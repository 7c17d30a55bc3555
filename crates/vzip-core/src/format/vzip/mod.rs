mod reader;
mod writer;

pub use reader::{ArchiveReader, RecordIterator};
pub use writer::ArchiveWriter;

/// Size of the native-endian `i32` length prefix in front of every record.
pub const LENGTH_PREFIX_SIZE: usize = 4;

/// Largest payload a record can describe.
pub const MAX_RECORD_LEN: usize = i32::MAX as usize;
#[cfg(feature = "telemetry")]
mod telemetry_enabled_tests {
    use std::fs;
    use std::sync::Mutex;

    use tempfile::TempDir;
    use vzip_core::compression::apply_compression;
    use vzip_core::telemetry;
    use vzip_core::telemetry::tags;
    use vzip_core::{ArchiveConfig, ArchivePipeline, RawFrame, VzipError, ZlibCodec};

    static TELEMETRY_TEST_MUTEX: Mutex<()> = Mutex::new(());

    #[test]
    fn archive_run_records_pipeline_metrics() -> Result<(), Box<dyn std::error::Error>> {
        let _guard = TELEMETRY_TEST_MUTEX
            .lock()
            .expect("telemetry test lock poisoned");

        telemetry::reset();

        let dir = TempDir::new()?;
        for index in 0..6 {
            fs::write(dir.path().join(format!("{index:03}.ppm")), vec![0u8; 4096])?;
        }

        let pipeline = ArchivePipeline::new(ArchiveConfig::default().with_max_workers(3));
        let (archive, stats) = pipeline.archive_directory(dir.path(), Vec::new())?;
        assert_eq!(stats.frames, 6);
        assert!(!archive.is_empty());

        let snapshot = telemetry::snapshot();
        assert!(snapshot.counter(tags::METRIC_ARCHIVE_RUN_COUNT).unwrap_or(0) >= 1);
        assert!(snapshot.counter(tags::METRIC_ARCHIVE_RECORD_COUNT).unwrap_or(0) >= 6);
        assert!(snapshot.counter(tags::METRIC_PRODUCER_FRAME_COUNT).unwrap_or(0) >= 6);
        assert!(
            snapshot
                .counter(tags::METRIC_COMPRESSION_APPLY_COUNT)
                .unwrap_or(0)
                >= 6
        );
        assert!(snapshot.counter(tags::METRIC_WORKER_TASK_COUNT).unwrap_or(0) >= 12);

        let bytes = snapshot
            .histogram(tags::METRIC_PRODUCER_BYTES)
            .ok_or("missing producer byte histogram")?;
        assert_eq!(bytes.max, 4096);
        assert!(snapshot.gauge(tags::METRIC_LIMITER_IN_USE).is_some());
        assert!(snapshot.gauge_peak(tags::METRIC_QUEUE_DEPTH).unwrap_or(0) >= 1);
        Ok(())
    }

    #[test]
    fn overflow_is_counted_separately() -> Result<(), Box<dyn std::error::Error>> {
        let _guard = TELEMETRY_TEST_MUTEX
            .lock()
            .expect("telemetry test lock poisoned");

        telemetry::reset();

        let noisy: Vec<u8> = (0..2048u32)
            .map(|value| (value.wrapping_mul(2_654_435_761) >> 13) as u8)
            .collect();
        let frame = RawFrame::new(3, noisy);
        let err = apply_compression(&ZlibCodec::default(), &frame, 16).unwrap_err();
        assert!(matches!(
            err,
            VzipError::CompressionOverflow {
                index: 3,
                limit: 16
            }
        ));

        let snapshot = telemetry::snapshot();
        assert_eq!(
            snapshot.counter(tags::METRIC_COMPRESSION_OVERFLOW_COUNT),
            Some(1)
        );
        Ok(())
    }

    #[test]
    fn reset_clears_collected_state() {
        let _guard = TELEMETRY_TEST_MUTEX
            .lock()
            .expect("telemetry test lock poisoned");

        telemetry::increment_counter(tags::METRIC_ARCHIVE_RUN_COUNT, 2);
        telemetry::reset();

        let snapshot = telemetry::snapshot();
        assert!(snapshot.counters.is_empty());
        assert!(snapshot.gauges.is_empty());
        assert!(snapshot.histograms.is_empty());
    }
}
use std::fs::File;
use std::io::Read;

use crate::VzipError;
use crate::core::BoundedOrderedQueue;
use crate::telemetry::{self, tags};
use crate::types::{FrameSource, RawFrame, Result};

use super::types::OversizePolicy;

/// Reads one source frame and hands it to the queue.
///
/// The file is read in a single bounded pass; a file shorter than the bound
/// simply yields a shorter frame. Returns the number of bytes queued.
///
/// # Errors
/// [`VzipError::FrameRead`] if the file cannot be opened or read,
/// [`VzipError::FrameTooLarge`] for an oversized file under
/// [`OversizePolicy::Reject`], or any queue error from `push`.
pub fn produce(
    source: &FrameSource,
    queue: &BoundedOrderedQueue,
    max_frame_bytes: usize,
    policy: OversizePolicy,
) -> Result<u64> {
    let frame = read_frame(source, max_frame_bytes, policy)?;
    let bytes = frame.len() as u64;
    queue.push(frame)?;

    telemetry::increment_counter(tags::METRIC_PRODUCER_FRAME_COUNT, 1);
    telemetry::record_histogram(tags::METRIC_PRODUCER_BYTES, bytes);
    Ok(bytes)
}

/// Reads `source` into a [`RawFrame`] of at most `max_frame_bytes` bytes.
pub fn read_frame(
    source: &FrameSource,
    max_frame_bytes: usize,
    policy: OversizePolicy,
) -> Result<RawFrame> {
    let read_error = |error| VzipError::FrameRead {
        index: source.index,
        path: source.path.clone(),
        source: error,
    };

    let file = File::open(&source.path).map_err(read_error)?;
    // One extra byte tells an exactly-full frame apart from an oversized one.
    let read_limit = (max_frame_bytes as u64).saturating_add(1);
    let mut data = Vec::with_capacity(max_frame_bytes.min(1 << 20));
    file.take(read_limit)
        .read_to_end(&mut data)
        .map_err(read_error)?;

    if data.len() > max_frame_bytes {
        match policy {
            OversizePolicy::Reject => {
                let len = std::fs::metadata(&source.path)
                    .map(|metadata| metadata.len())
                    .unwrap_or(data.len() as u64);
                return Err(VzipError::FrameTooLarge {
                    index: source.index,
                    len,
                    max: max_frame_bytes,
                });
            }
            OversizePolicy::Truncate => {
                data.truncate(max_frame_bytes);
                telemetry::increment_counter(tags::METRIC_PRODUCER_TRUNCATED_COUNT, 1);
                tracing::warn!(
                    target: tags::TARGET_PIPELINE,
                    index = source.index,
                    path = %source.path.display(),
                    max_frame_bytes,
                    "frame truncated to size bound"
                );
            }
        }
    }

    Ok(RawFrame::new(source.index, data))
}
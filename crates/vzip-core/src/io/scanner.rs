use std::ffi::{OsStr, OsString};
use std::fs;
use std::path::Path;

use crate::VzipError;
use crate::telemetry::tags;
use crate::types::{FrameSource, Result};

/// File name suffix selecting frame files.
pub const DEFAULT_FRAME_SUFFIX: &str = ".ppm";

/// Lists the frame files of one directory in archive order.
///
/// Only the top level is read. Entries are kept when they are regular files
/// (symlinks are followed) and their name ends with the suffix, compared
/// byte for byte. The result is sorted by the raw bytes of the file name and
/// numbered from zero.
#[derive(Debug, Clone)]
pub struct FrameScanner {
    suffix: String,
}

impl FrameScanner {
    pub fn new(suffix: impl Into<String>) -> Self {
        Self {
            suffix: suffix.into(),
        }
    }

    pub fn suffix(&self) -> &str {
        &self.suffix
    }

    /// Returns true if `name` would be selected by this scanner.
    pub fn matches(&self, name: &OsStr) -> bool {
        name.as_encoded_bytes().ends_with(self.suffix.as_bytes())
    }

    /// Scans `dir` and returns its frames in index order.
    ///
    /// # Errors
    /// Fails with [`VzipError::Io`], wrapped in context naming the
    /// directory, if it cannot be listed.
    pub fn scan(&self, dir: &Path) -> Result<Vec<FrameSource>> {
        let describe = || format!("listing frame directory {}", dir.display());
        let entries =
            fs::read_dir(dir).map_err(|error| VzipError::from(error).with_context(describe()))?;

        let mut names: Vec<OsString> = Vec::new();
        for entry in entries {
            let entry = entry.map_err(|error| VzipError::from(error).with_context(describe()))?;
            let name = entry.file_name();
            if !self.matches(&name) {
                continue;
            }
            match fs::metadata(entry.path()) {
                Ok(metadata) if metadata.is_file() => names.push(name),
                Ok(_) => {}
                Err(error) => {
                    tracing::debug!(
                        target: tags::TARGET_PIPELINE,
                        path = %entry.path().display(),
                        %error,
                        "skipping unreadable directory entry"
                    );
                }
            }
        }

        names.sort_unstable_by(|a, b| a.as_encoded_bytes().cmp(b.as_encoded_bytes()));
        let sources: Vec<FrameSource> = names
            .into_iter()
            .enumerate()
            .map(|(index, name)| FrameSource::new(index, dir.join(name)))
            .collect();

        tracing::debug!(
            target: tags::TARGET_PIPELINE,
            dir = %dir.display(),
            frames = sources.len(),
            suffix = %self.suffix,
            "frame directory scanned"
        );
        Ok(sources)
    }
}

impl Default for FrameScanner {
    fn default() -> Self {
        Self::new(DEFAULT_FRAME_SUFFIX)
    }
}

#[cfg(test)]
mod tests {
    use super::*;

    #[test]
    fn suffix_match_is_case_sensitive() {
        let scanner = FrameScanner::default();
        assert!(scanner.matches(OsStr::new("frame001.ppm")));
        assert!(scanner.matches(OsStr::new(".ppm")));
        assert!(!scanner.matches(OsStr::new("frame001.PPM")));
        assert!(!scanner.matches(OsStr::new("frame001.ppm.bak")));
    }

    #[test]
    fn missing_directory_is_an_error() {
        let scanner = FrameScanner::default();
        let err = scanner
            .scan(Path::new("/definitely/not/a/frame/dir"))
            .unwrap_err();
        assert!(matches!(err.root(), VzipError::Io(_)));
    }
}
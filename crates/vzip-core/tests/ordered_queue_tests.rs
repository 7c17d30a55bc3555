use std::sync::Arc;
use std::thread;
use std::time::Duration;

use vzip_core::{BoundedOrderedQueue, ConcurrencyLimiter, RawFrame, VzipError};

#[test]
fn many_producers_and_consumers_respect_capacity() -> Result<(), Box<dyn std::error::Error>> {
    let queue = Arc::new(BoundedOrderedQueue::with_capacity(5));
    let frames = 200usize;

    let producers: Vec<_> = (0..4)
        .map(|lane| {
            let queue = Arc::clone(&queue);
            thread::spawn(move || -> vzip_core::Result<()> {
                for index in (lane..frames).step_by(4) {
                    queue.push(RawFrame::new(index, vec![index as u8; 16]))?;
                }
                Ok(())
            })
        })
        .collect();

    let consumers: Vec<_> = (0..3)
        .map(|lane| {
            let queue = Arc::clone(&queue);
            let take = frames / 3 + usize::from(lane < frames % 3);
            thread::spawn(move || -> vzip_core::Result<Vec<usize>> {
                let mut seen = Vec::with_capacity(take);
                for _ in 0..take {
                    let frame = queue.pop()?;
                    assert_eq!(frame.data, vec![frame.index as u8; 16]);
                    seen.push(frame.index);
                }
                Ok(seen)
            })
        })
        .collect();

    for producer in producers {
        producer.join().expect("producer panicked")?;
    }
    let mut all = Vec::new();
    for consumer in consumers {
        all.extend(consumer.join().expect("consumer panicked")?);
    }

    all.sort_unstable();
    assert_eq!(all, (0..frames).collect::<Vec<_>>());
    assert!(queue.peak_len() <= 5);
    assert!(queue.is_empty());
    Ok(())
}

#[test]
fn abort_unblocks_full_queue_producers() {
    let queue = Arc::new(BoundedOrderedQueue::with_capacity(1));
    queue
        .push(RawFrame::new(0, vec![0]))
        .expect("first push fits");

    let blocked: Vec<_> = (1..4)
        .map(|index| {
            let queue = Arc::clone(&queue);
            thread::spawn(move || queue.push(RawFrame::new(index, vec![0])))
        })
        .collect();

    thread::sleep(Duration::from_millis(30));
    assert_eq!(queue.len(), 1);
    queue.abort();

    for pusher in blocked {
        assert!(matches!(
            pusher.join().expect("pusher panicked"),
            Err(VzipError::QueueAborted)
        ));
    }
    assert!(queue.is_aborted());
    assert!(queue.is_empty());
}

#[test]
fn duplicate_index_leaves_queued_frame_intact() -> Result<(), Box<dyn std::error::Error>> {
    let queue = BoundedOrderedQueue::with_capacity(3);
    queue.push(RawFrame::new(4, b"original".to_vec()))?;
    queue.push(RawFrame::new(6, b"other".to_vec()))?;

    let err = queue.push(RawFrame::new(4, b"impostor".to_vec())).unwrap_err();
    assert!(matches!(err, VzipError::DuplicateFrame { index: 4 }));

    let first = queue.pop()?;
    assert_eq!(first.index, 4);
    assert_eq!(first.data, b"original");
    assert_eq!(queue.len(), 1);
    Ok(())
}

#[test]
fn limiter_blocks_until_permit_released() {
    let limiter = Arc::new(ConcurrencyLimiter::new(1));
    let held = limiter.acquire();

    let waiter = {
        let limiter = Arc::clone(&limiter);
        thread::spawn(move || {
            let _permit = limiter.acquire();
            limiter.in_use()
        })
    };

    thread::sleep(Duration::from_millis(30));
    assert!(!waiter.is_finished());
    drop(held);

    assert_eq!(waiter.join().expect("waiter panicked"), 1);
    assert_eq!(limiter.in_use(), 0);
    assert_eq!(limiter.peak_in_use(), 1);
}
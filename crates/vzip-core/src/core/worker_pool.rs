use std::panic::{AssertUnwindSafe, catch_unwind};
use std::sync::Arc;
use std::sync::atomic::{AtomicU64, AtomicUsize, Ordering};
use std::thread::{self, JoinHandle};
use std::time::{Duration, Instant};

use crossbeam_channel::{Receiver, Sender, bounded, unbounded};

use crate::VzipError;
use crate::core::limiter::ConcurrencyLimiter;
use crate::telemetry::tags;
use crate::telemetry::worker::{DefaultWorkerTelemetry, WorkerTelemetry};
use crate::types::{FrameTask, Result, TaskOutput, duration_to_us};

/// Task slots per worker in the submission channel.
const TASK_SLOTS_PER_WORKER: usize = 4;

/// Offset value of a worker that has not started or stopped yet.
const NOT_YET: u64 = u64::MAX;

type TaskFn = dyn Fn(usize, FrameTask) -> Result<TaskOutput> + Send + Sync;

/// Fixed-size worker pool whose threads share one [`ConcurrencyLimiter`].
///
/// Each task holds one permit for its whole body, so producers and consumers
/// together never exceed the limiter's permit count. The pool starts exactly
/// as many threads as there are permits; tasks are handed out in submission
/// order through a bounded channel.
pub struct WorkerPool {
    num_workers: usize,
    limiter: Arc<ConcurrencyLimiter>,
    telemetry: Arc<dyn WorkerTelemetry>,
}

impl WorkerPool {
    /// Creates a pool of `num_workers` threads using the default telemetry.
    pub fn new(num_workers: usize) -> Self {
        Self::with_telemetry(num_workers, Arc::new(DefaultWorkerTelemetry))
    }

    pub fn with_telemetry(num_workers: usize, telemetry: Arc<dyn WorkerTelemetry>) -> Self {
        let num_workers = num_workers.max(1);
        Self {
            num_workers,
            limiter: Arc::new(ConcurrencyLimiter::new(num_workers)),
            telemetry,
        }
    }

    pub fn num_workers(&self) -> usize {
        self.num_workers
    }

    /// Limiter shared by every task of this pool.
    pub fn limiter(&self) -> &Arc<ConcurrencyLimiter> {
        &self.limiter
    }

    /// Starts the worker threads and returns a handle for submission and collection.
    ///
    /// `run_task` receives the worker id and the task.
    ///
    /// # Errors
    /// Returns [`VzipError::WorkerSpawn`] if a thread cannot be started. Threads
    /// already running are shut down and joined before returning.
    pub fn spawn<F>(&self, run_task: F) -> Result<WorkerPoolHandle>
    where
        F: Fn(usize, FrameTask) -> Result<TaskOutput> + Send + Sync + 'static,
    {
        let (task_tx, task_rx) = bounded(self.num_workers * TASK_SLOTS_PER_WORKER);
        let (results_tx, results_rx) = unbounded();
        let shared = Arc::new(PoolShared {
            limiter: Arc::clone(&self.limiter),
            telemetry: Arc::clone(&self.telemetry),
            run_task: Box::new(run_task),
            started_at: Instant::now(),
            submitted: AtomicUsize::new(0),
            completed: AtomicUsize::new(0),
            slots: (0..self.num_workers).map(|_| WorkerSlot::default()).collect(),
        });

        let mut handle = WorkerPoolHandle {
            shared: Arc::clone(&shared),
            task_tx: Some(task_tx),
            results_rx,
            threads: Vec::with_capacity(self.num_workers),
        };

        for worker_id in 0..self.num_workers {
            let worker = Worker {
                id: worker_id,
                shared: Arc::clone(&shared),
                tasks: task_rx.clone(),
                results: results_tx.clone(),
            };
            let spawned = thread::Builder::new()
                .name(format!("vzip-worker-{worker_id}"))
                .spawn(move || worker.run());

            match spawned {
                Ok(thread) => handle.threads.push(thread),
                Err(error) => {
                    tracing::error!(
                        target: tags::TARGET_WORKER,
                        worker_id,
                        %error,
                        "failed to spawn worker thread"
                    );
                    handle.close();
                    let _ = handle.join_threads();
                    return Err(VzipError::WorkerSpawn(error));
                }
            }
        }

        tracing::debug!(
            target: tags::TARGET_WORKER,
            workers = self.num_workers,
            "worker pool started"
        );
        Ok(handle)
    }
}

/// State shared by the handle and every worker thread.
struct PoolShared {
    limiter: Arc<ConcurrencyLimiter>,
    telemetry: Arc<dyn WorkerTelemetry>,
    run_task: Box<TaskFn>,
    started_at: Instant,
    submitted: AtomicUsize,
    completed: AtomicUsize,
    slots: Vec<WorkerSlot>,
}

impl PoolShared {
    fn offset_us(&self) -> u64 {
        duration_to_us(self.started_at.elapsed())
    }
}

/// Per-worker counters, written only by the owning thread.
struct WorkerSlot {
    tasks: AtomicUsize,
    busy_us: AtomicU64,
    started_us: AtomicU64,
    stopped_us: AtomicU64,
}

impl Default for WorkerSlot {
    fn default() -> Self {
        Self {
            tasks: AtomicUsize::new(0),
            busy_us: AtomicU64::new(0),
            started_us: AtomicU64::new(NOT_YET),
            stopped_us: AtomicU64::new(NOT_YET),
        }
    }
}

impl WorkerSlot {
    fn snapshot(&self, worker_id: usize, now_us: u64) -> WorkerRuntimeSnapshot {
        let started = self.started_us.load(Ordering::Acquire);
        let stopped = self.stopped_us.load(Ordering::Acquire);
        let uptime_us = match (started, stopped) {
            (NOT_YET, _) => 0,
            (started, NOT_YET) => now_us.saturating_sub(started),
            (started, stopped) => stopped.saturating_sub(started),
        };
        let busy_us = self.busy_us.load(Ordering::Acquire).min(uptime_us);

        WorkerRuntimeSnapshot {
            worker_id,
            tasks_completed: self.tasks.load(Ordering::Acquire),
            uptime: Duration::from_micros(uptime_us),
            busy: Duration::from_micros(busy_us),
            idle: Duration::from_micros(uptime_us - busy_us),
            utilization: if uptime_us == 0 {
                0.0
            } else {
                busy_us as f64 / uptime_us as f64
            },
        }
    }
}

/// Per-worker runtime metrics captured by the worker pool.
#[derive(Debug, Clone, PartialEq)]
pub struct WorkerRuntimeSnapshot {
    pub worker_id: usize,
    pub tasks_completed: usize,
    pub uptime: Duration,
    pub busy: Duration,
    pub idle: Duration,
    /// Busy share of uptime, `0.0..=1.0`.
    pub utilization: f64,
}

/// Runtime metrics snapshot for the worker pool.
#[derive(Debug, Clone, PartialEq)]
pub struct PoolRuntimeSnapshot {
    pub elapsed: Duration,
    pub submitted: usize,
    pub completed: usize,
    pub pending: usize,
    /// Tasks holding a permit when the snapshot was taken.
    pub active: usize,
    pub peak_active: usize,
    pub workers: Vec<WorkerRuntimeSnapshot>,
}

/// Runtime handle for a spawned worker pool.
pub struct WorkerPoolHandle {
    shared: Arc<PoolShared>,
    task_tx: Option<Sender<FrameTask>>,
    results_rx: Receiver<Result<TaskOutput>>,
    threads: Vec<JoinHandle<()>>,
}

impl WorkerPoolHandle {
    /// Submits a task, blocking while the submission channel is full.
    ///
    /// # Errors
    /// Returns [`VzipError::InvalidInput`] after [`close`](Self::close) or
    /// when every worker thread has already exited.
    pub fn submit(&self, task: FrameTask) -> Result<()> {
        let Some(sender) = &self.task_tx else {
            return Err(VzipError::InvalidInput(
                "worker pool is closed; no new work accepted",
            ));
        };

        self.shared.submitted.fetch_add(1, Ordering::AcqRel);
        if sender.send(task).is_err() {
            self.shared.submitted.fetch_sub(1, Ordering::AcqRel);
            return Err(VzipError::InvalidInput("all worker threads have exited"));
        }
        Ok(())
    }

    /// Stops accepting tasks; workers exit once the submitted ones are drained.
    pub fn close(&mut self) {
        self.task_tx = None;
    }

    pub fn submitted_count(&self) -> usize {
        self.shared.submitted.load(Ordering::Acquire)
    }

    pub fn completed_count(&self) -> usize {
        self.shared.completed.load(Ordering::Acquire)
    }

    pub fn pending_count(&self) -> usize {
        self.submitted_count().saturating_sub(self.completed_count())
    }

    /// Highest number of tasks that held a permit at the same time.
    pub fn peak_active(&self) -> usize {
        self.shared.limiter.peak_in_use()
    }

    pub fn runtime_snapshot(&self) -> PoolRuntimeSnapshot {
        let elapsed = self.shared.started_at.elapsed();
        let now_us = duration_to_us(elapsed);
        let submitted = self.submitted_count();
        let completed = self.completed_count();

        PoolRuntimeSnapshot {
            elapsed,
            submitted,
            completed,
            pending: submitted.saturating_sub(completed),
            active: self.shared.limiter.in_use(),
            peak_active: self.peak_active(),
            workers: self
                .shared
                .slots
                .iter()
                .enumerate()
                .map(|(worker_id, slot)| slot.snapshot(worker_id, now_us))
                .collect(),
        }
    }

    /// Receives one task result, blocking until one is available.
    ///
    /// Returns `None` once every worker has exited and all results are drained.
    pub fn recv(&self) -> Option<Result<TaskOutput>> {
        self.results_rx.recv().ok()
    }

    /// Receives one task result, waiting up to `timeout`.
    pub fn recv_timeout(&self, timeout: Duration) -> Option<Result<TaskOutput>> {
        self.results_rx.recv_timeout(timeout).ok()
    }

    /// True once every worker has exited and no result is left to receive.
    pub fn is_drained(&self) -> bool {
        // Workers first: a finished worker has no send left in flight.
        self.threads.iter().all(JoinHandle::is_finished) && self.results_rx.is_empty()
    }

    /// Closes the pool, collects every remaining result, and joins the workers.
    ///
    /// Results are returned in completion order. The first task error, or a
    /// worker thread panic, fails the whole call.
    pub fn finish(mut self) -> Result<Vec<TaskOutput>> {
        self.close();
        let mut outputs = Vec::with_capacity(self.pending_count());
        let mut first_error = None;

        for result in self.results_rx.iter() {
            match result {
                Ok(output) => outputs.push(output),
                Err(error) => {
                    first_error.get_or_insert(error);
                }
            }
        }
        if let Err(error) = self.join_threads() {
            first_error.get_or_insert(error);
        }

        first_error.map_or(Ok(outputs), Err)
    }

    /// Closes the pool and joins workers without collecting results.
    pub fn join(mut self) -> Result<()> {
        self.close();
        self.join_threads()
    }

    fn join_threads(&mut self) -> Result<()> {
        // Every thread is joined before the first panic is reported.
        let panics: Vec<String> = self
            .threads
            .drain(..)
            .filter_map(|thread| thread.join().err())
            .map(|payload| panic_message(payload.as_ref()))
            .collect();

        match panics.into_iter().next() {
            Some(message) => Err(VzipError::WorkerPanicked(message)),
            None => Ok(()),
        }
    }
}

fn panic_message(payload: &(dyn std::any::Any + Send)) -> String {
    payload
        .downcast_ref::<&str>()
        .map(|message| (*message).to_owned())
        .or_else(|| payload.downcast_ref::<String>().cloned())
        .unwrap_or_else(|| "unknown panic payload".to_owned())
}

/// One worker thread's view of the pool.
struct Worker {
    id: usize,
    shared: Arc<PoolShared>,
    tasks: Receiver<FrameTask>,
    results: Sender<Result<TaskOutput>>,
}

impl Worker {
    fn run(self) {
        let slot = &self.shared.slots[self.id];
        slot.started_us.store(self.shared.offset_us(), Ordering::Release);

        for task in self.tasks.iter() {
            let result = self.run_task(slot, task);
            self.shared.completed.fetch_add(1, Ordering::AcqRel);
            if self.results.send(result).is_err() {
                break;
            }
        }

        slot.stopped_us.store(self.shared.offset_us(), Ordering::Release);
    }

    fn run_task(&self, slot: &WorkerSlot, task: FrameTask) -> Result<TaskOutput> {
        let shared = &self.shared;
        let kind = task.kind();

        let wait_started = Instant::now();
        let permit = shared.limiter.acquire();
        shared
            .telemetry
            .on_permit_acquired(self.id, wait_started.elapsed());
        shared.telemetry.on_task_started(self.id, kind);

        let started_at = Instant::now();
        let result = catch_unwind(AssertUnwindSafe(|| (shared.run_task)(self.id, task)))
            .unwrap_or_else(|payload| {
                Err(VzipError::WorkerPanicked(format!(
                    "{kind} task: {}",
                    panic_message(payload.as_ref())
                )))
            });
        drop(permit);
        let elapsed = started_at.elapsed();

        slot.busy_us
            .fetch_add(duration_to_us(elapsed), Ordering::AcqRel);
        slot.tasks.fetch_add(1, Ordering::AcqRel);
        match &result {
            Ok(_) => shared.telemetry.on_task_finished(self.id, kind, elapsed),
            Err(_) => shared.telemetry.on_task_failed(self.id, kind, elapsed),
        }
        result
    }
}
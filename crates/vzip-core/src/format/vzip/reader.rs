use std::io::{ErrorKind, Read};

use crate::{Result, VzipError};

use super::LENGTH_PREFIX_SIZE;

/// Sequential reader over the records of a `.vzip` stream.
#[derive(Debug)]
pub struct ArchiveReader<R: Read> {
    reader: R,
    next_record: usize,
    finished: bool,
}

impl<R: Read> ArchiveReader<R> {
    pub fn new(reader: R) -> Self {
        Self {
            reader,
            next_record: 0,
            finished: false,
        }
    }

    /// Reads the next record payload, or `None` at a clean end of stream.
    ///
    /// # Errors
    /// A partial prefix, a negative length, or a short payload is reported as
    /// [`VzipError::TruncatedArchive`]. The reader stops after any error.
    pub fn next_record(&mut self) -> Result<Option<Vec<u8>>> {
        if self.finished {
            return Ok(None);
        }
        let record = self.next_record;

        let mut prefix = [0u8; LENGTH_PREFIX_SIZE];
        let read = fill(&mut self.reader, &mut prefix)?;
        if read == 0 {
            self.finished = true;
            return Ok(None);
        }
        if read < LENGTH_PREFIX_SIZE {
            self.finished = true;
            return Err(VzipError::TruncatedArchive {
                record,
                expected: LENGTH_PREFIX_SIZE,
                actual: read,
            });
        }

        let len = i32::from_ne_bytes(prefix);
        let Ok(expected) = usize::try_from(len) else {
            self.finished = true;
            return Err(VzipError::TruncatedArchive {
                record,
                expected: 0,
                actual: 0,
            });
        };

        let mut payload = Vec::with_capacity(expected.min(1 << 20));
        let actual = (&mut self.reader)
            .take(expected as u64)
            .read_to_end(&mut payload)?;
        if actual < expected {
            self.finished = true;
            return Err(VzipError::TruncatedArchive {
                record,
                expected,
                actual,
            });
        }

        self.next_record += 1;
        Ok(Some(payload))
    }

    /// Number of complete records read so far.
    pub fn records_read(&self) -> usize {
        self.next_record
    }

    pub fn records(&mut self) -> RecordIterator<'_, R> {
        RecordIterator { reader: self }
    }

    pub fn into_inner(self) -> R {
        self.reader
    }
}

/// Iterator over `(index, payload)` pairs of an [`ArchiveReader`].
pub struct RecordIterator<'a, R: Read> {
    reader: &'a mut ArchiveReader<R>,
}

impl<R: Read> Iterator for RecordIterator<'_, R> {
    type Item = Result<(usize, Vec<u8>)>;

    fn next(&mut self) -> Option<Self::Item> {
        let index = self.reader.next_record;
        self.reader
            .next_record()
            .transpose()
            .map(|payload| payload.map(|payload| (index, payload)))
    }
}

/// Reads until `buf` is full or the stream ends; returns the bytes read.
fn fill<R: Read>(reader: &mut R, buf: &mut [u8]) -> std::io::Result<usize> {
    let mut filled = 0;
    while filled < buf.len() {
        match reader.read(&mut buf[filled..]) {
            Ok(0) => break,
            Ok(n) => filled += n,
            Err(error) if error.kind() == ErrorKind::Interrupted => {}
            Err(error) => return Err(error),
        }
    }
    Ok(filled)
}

Activity: The required answer is each line of the data in which the word "super" appears.

Finished task:
use super::types::OversizePolicy;
    use super::*;
use super::LENGTH_PREFIX_SIZE;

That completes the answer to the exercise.